[Stored dataset items]
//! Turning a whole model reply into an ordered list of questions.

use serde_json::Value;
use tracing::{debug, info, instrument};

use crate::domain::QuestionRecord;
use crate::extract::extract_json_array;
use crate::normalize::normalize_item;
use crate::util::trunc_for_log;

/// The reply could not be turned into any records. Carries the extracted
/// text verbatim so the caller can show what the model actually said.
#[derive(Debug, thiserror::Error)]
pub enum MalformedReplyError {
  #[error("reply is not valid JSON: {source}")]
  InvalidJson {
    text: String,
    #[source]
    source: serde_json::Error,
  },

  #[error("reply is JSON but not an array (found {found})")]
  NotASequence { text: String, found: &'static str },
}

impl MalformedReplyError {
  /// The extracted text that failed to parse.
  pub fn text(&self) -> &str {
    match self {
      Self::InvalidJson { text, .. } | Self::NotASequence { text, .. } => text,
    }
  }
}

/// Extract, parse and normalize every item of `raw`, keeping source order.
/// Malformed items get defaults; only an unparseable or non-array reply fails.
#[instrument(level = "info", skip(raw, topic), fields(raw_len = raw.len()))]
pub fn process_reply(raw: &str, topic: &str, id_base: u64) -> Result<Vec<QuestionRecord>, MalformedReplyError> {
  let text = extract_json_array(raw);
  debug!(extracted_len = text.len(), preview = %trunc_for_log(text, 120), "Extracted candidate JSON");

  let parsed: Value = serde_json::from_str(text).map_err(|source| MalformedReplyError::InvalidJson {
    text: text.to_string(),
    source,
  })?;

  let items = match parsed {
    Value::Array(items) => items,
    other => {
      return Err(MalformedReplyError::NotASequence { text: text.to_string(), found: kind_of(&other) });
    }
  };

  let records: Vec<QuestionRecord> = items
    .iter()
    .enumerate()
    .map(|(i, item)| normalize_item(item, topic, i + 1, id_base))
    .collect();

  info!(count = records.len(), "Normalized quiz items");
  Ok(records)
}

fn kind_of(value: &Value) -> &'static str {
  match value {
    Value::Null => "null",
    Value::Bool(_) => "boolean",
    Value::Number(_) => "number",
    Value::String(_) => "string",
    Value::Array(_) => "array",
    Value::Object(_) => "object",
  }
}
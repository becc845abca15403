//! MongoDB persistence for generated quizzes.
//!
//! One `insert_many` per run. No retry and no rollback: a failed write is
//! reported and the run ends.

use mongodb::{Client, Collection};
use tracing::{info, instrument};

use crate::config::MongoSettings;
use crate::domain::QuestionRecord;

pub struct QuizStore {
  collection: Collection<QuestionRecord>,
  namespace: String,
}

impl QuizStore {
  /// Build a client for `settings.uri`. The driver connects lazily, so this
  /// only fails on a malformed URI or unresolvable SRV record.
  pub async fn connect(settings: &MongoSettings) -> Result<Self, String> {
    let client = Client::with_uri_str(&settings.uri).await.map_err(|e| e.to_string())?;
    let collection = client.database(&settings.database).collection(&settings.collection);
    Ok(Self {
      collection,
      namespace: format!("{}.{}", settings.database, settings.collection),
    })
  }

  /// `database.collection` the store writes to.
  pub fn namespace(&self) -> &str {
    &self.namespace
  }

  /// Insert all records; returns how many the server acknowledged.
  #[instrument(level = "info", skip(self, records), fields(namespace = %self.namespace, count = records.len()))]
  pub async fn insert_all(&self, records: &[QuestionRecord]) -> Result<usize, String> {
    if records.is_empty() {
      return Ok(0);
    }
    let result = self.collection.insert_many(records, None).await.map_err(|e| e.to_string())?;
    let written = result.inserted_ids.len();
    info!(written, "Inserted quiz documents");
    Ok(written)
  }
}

...

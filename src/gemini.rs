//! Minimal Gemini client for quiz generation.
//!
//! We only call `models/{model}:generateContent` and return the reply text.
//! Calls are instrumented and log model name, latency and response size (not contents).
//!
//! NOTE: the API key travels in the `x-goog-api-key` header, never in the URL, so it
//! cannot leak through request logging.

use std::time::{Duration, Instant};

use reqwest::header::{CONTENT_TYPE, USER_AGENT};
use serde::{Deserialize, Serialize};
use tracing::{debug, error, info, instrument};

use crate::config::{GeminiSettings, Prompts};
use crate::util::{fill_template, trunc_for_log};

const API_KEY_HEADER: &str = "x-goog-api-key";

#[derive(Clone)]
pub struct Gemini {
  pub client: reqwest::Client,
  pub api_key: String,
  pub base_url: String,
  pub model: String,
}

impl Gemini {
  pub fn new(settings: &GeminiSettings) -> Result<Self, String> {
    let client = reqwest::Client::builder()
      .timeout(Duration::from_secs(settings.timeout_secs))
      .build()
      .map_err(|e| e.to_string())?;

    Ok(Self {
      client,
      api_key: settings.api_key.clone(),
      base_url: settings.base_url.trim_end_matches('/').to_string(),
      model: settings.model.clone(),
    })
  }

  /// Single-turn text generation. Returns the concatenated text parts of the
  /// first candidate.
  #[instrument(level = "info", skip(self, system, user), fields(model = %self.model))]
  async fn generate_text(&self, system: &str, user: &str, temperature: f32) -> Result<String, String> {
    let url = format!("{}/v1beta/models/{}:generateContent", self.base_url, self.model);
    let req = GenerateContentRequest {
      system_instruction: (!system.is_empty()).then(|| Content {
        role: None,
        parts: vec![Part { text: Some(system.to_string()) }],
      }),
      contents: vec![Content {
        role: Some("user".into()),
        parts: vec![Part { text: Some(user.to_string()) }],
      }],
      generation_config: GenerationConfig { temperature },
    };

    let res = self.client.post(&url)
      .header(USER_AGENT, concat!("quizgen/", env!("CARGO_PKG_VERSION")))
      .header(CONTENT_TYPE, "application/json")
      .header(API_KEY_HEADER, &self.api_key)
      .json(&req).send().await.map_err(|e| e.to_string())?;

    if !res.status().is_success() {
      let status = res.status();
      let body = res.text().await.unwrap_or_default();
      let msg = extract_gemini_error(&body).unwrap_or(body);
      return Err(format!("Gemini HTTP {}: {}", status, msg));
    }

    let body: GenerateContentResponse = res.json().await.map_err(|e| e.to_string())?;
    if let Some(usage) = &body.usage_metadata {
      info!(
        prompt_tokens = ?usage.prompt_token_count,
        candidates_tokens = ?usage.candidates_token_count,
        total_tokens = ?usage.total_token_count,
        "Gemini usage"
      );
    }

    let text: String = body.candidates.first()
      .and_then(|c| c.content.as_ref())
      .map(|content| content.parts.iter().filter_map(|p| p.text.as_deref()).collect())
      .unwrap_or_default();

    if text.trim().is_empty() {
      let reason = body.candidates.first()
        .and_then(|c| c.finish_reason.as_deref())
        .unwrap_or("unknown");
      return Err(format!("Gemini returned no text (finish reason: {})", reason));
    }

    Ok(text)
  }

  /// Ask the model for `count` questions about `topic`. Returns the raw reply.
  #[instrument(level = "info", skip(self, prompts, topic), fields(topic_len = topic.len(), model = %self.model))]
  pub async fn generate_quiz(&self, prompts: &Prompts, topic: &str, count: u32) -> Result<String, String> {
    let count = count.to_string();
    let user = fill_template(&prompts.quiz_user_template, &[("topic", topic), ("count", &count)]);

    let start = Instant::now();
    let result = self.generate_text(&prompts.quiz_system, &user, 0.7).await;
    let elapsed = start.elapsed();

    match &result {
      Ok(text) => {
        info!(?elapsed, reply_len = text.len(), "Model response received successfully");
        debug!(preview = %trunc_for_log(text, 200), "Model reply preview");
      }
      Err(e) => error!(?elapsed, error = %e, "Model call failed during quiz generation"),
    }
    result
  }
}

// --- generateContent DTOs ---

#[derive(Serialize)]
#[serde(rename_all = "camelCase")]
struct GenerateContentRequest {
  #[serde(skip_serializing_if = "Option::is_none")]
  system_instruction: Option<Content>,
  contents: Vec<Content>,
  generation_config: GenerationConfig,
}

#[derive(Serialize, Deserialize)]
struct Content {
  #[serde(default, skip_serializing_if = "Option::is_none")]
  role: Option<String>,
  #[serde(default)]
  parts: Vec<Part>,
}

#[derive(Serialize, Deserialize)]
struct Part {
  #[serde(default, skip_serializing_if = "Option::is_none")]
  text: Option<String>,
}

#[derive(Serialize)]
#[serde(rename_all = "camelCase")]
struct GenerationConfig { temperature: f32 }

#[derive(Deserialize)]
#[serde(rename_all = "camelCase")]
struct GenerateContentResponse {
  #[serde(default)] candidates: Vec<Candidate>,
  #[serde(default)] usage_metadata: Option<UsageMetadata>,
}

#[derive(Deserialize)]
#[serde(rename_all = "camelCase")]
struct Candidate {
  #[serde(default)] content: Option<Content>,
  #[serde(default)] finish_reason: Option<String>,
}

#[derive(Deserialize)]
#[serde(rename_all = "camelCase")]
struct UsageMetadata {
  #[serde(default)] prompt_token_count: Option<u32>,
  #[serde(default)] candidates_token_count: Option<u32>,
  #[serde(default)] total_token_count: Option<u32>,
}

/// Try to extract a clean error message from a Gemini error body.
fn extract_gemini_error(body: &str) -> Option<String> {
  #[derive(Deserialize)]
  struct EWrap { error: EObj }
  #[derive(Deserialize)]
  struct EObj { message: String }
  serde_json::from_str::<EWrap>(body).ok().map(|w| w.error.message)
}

What is required: Taking the entries above, write out exactly each line from the one holding "count: u32) ->" to the one holding "let start = Instant::now();", both included, and stop there.

Task solution:
  pub async fn generate_quiz(&self, prompts: &Prompts, topic: &str, count: u32) -> Result<String, String> {
    let count = count.to_string();
    let user = fill_template(&prompts.quiz_user_template, &[("topic", topic), ("count", &count)]);

    let start = Instant::now();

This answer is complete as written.